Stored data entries
------------

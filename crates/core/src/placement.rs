//! Collision-free placement of uploaded files inside a fixed upload root.
//!
//! [`UploadRoot::resolve`] is a plain exists-check and is racy: two callers
//! resolving the same name concurrently can both receive the same path.
//! Callers that may upload identical filenames concurrently must either
//! serialize those uploads or go through [`UploadRoot::reserve`], which
//! claims the path with a create-exclusive open.

use crate::error::IngestError;
use std::fs::{self, File, OpenOptions};
use std::io::{ErrorKind, Write};
use std::path::{Path, PathBuf};
use tracing::debug;
use uuid::Uuid;

#[derive(Debug, Clone)]
pub struct UploadRoot {
    root: PathBuf,
}

impl UploadRoot {
    /// Creates the directory if needed and checks it accepts new files.
    /// Safe to call repeatedly.
    pub fn open(root: impl Into<PathBuf>) -> Result<Self, IngestError> {
        let upload_root = Self { root: root.into() };
        fs::create_dir_all(&upload_root.root)
            .map_err(|error| upload_root.placement_error(error.to_string()))?;
        upload_root.ensure_writable()?;
        Ok(upload_root)
    }

    pub fn path(&self) -> &Path {
        &self.root
    }

    pub fn ensure_writable(&self) -> Result<(), IngestError> {
        if !self.root.is_dir() {
            return Err(self.placement_error("not a directory".to_string()));
        }

        let probe = self.root.join(format!(".write-probe-{}", Uuid::new_v4()));
        OpenOptions::new()
            .write(true)
            .create_new(true)
            .open(&probe)
            .map_err(|error| self.placement_error(error.to_string()))?;
        fs::remove_file(&probe).map_err(|error| self.placement_error(error.to_string()))?;
        Ok(())
    }

    /// First free path for `desired_name`: the name itself, then
    /// `base_1.ext`, `base_2.ext`, ...
    pub fn resolve(&self, desired_name: &str) -> Result<PathBuf, IngestError> {
        let name = sanitize_file_name(desired_name)?;
        let direct = self.root.join(name);
        if !direct.exists() {
            return Ok(direct);
        }

        let (base, extension) = split_extension(name);
        let mut counter = 1u64;
        loop {
            let candidate = self.root.join(numbered_name(base, extension, counter));
            if !candidate.exists() {
                return Ok(candidate);
            }
            counter += 1;
        }
    }

    /// Same naming sequence as [`resolve`](Self::resolve), but each candidate
    /// is claimed atomically, so concurrent reservations never share a path.
    pub fn reserve(&self, desired_name: &str) -> Result<(PathBuf, File), IngestError> {
        let name = sanitize_file_name(desired_name)?;
        let (base, extension) = split_extension(name);

        let mut counter = 0u64;
        loop {
            let candidate = if counter == 0 {
                self.root.join(name)
            } else {
                self.root.join(numbered_name(base, extension, counter))
            };

            match OpenOptions::new().write(true).create_new(true).open(&candidate) {
                Ok(file) => return Ok((candidate, file)),
                Err(error) if error.kind() == ErrorKind::AlreadyExists => counter += 1,
                Err(error)
                    if matches!(
                        error.kind(),
                        ErrorKind::NotFound | ErrorKind::PermissionDenied
                    ) =>
                {
                    return Err(self.placement_error(error.to_string()));
                }
                Err(error) => return Err(IngestError::Io(error)),
            }
        }
    }

    /// Reserves a path and writes `bytes` to it. A partially written file is
    /// removed before the error is returned.
    pub fn persist(&self, desired_name: &str, bytes: &[u8]) -> Result<PathBuf, IngestError> {
        let (path, mut file) = self.reserve(desired_name)?;

        let written = file.write_all(bytes).and_then(|()| file.sync_all());
        if let Err(error) = written {
            drop(file);
            let _ = fs::remove_file(&path);
            return Err(IngestError::Io(error));
        }

        debug!(path = %path.display(), bytes = bytes.len(), "persisted upload");
        Ok(path)
    }

    fn placement_error(&self, reason: String) -> IngestError {
        IngestError::Placement {
            root: self.root.display().to_string(),
            reason,
        }
    }
}

/// Reduces an uploaded name to its final path component.
pub fn sanitize_file_name(desired_name: &str) -> Result<&str, IngestError> {
    let name = desired_name
        .rsplit(['/', '\\'])
        .next()
        .unwrap_or(desired_name)
        .trim();

    if name.is_empty() || name == "." || name == ".." {
        return Err(IngestError::InvalidArgument(format!(
            "upload name '{desired_name}' has no usable file name"
        )));
    }
    Ok(name)
}

/// Splits at the last dot that is not part of a leading run of dots, so
/// `a.tar.gz` gives `("a.tar", ".gz")` and `.profile` has no extension.
pub fn split_extension(name: &str) -> (&str, &str) {
    let leading_dots = name.len() - name.trim_start_matches('.').len();
    match name[leading_dots..].rfind('.') {
        Some(index) => name.split_at(leading_dots + index),
        None => (name, ""),
    }
}

fn numbered_name(base: &str, extension: &str, counter: u64) -> String {
    format!("{base}_{counter}{extension}")
}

------------

— ASSIGNED TASK —
Word for word, repeat the records above.

— RESPONSE AREA —
filename crates/core/src/placement.rs
//! Collision-free placement of uploaded files inside a fixed upload root.
//!
//! [`UploadRoot::resolve`] is a plain exists-check and is racy: two callers
//! resolving the same name concurrently can both receive the same path.
//! Callers that may upload identical filenames concurrently must either
//! serialize those uploads or go through [`UploadRoot::reserve`], which
//! claims the path with a create-exclusive open.

use crate::error::IngestError;
use std::fs::{self, File, OpenOptions};
use std::io::{ErrorKind, Write};
use std::path::{Path, PathBuf};
use tracing::debug;
use uuid::Uuid;

#[derive(Debug, Clone)]
pub struct UploadRoot {
    root: PathBuf,
}

impl UploadRoot {
    /// Creates the directory if needed and checks it accepts new files.
    /// Safe to call repeatedly.
    pub fn open(root: impl Into<PathBuf>) -> Result<Self, IngestError> {
        let upload_root = Self { root: root.into() };
        fs::create_dir_all(&upload_root.root)
            .map_err(|error| upload_root.placement_error(error.to_string()))?;
        upload_root.ensure_writable()?;
        Ok(upload_root)
    }

    pub fn path(&self) -> &Path {
        &self.root
    }

    pub fn ensure_writable(&self) -> Result<(), IngestError> {
        if !self.root.is_dir() {
            return Err(self.placement_error("not a directory".to_string()));
        }

        let probe = self.root.join(format!(".write-probe-{}", Uuid::new_v4()));
        OpenOptions::new()
            .write(true)
            .create_new(true)
            .open(&probe)
            .map_err(|error| self.placement_error(error.to_string()))?;
        fs::remove_file(&probe).map_err(|error| self.placement_error(error.to_string()))?;
        Ok(())
    }

    /// First free path for `desired_name`: the name itself, then
    /// `base_1.ext`, `base_2.ext`, ...
    pub fn resolve(&self, desired_name: &str) -> Result<PathBuf, IngestError> {
        let name = sanitize_file_name(desired_name)?;
        let direct = self.root.join(name);
        if !direct.exists() {
            return Ok(direct);
        }

        let (base, extension) = split_extension(name);
        let mut counter = 1u64;
        loop {
            let candidate = self.root.join(numbered_name(base, extension, counter));
            if !candidate.exists() {
                return Ok(candidate);
            }
            counter += 1;
        }
    }

    /// Same naming sequence as [`resolve`](Self::resolve), but each candidate
    /// is claimed atomically, so concurrent reservations never share a path.
    pub fn reserve(&self, desired_name: &str) -> Result<(PathBuf, File), IngestError> {
        let name = sanitize_file_name(desired_name)?;
        let (base, extension) = split_extension(name);

        let mut counter = 0u64;
        loop {
            let candidate = if counter == 0 {
                self.root.join(name)
            } else {
                self.root.join(numbered_name(base, extension, counter))
            };

            match OpenOptions::new().write(true).create_new(true).open(&candidate) {
                Ok(file) => return Ok((candidate, file)),
                Err(error) if error.kind() == ErrorKind::AlreadyExists => counter += 1,
                Err(error)
                    if matches!(
                        error.kind(),
                        ErrorKind::NotFound | ErrorKind::PermissionDenied
                    ) =>
                {
                    return Err(self.placement_error(error.to_string()));
                }
                Err(error) => return Err(IngestError::Io(error)),
            }
        }
    }

    /// Reserves a path and writes `bytes` to it. A partially written file is
    /// removed before the error is returned.
    pub fn persist(&self, desired_name: &str, bytes: &[u8]) -> Result<PathBuf, IngestError> {
        let (path, mut file) = self.reserve(desired_name)?;

        let written = file.write_all(bytes).and_then(|()| file.sync_all());
        if let Err(error) = written {
            drop(file);
            let _ = fs::remove_file(&path);
            return Err(IngestError::Io(error));
        }

        debug!(path = %path.display(), bytes = bytes.len(), "persisted upload");
        Ok(path)
    }

    fn placement_error(&self, reason: String) -> IngestError {
        IngestError::Placement {
            root: self.root.display().to_string(),
            reason,
        }
    }
}

/// Reduces an uploaded name to its final path component.
pub fn sanitize_file_name(desired_name: &str) -> Result<&str, IngestError> {
    let name = desired_name
        .rsplit(['/', '\\'])
        .next()
        .unwrap_or(desired_name)
        .trim();

    if name.is_empty() || name == "." || name == ".." {
        return Err(IngestError::InvalidArgument(format!(
            "upload name '{desired_name}' has no usable file name"
        )));
    }
    Ok(name)
}

/// Splits at the last dot that is not part of a leading run of dots, so
/// `a.tar.gz` gives `("a.tar", ".gz")` and `.profile` has no extension.
pub fn split_extension(name: &str) -> (&str, &str) {
    let leading_dots = name.len() - name.trim_start_matches('.').len();
    match name[leading_dots..].rfind('.') {
        Some(index) => name.split_at(leading_dots + index),
        None => (name, ""),
    }
}

fn numbered_name(base: &str, extension: &str, counter: u64) -> String {
    format!("{base}_{counter}{extension}")
}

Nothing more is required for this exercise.